SCENE THIRD—THE SEPARATED SISTERS.

On the stream of human nature's blood,

Are ups and downs in every shape and form,

Some sail gently on a rising flood,

And some are wrecked in a tearful storm.


Tom Fairfield was descended from one of the best families in Virginia. Yet he was animated by what we may call a restless spirit. He ran away from home at twelve years of age, and came to Kentucky with a family of emigrants, who settled near Boone Station, in 1791. Kentucky, until after Wayne's treaty, in 1795, was continually exposed to incursions from the Indians; yet, before Tom's day of manhood, the bloody contest between the white and the red men had terminated on the virgin soil of the new-born State—Kentucky was admitted into the Union in 1792. Yet the heroic struggles with the Indians by the early settlers were fresh in the memories of all. Prior to the settlement of Kentucky by white men, the Southern and Northwestern tribes of Indians were in the habit of hunting here as upon neutral ground. No wigwam had been erected, but it was claimed by all as a hunting ground. The frequent and fierce conflicts that occurred upon the meeting of the Indian tribes, together with conflicts with white men, caused the Indians first to call Kentucky "The dark and bloody ground." At no point on the American Continent had the hatred between the two races risen to a higher point. Long after the peace between England and America, and the close of the war of American Independence, the conflict between the white and red men in Kentucky was a war of extermination. The quiet cabin of the white man was frequently entered, under cover of night, by some roving band of Indians, and women and children tomahawked in cold blood. White men when taken by them, whether in the field at work, or behind a tree, watching their opportunity to shoot an Indian, were taken off to their towns in Ohio and burned at the stake, or tortured to death in a most cruel manner. No wonder the early settler in Kentucky swore eternal vengeance against the Indian who crossed his path, whether in peace or war. In a land where the white woman has cleaved the skull of the red warrior with an ax, who attempted to enter her cabin rifle in hand, from whence all but her had fled—who shall refuse to remember the heroines of the early settlers, and the historic name of the dark and bloody ground.

When Tom Fairfield arrived at manhood, the golden wing of peace was spread over the new-born State, from the Cumberland Mountains to the Ohio river.

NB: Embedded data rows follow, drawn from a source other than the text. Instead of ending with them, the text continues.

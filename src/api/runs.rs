use advisor_core::{ExecuteOutcome, ExecuteRequest, RunStatus, RunSubmission, UploadedFile, WorkflowRun};
use advisor_domain::SelectionSession;
use axum::extract::{Path, State};
use axum::http::StatusCode;
use axum::response::{IntoResponse, Response};
use axum::Json;
use base64::engine::general_purpose::STANDARD;
use base64::Engine;
use serde::Deserialize;
use serde_json::json;
use tracing::info;
use uuid::Uuid;

use super::AppState;
use crate::errors::ApiError;

/// Archivo subido junto con la creación del run.
#[derive(Debug, Clone, Deserialize)]
#[serde(rename_all = "camelCase")]
pub struct UploadBody {
    pub name: String,
    pub content_base64: String,
    #[serde(default)]
    pub content_type: Option<String>,
}

#[derive(Debug, Clone, Deserialize)]
#[serde(rename_all = "camelCase")]
pub struct CreateRunBody {
    pub workflow_id: String,
    pub run_by: String,
    #[serde(default)]
    pub inputs: serde_json::Map<String, serde_json::Value>,
    #[serde(default)]
    pub vault_document_ids: Vec<Uuid>,
    #[serde(default)]
    pub uploads: Vec<UploadBody>,
}

fn decode_upload(body: UploadBody) -> Result<UploadedFile, ApiError> {
    let name = body.name.trim().to_string();
    if name.is_empty() {
        return Err(ApiError::BadRequest("upload without a file name".into()));
    }
    let bytes = STANDARD.decode(body.content_base64.as_bytes())
                        .map_err(|e| ApiError::BadRequest(format!("upload '{name}' is not valid base64: {e}")))?;
    let file = UploadedFile::new(name, bytes);
    Ok(match body.content_type {
           Some(ct) => file.with_content_type(ct),
           None => file,
       })
}

/// POST /workflow/runs
pub(super) async fn create_run(State(state): State<AppState>, Json(body): Json<CreateRunBody>) -> Result<Response, ApiError> {
    let uploads = body.uploads
                      .into_iter()
                      .map(decode_upload)
                      .collect::<Result<Vec<_>, _>>()?;

    let mut session = SelectionSession::new(state.notifier.clone());
    session.upload(uploads);
    if !body.vault_document_ids.is_empty() {
        session.import(state.vault.as_ref(), &body.vault_document_ids).await?;
    }

    let init = state.manager
                    .initialize(RunSubmission { workflow_id: body.workflow_id,
                                                run_by: body.run_by,
                                                inputs: body.inputs,
                                                documents: session.payload() })
                    .await?;
    info!(run_id = %init.run.id, documents = init.associations.len(), "run created");
    Ok((StatusCode::CREATED,
        Json(json!({ "success": true,
                     "runId": init.run.id,
                     "status": init.run.status,
                     "documents": init.documents }))).into_response())
}

fn completed_body(run: &WorkflowRun) -> Response {
    (StatusCode::OK,
     Json(json!({ "success": true,
                  "runId": run.id,
                  "steps": run.steps,
                  "deliverable": run.deliverable }))).into_response()
}

/// POST /workflow/execute
pub(super) async fn execute_run(State(state): State<AppState>, Json(request): Json<ExecuteRequest>) -> Result<Response, ApiError> {
    match state.manager.execute(&request).await? {
        ExecuteOutcome::Completed(run) => Ok(completed_body(&run)),
        // Llamada redundante: se repite el resultado guardado, nunca se re-ejecuta.
        ExecuteOutcome::Skipped(run) if run.status == RunStatus::Completed => Ok(completed_body(&run)),
        ExecuteOutcome::Skipped(run) => Err(ApiError::Conflict(format!("run {} is already {}", run.id, run.status))),
    }
}

/// GET /workflow/runs/:id
pub(super) async fn get_run(State(state): State<AppState>, Path(run_id): Path<Uuid>) -> Result<Response, ApiError> {
    let view = state.manager.load(run_id).await?;
    Ok(Json(json!({ "run": view.run, "documents": view.associations })).into_response())
}

#[cfg(test)]
mod tests {
    use super::*;

    #[test]
    fn uploads_are_decoded_with_content_type() {
        let file = decode_upload(UploadBody { name: " W9.pdf ".into(),
                                              content_base64: STANDARD.encode(b"%PDF"),
                                              content_type: Some("application/pdf".into()) }).unwrap();
        assert_eq!(file.name, "W9.pdf");
        assert_eq!(file.bytes, b"%PDF");
        assert_eq!(file.content_type.as_deref(), Some("application/pdf"));
    }

    #[test]
    fn bad_uploads_are_rejected() {
        let err = decode_upload(UploadBody { name: "x.pdf".into(),
                                             content_base64: "@@not-base64@@".into(),
                                             content_type: None }).unwrap_err();
        assert!(matches!(err, ApiError::BadRequest(_)));
        let err = decode_upload(UploadBody { name: "  ".into(),
                                             content_base64: String::new(),
                                             content_type: None }).unwrap_err();
        assert!(matches!(err, ApiError::BadRequest(_)));
    }
}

A tract of land embracing a beautiful undulating surface, with a black and fertile soil, the forest growth of which is black walnut, cherry, honey locust, buckeye, pawpaw, sugar maple, elm, ash, hawthorn, coffee-tree and yellow poplar, entwined with grape vines of large size, which has been denominated the garden of Kentucky.

Many of the phrases, familiar to our grandfathers, have become obsolete, such as latch-string, bee-crossing, hunting-shirt, log-rolling, hominy-block, pack-horse and pack-saddle.

While many of their customs have been entirely forgotten, or never known, by the present generation, a history of some of the events of the time cannot fail to be interesting.

Tom had learned to read and write in Virginia, and this accomplishment frequently gave him employment, for many of the early settlers were glad to pay him for his assistance in this line of business, and it suited Tom to change his place of abode and character of employment. He was industrious, but never firm in his purpose, frequently commencing an enterprise, but always ready to abandon it in the middle.

Socially he was a great favorite at all wedding-parties, and weddings were of frequent occurrence about this time.

For while Kentucky was over-run with Indians the female portion of families were slow to immigrate to the scene of such bloody strife, and many of the early planters were young men, who found themselves bachelors for the want of female association. But with the influx of population now taking place, females largely predominated.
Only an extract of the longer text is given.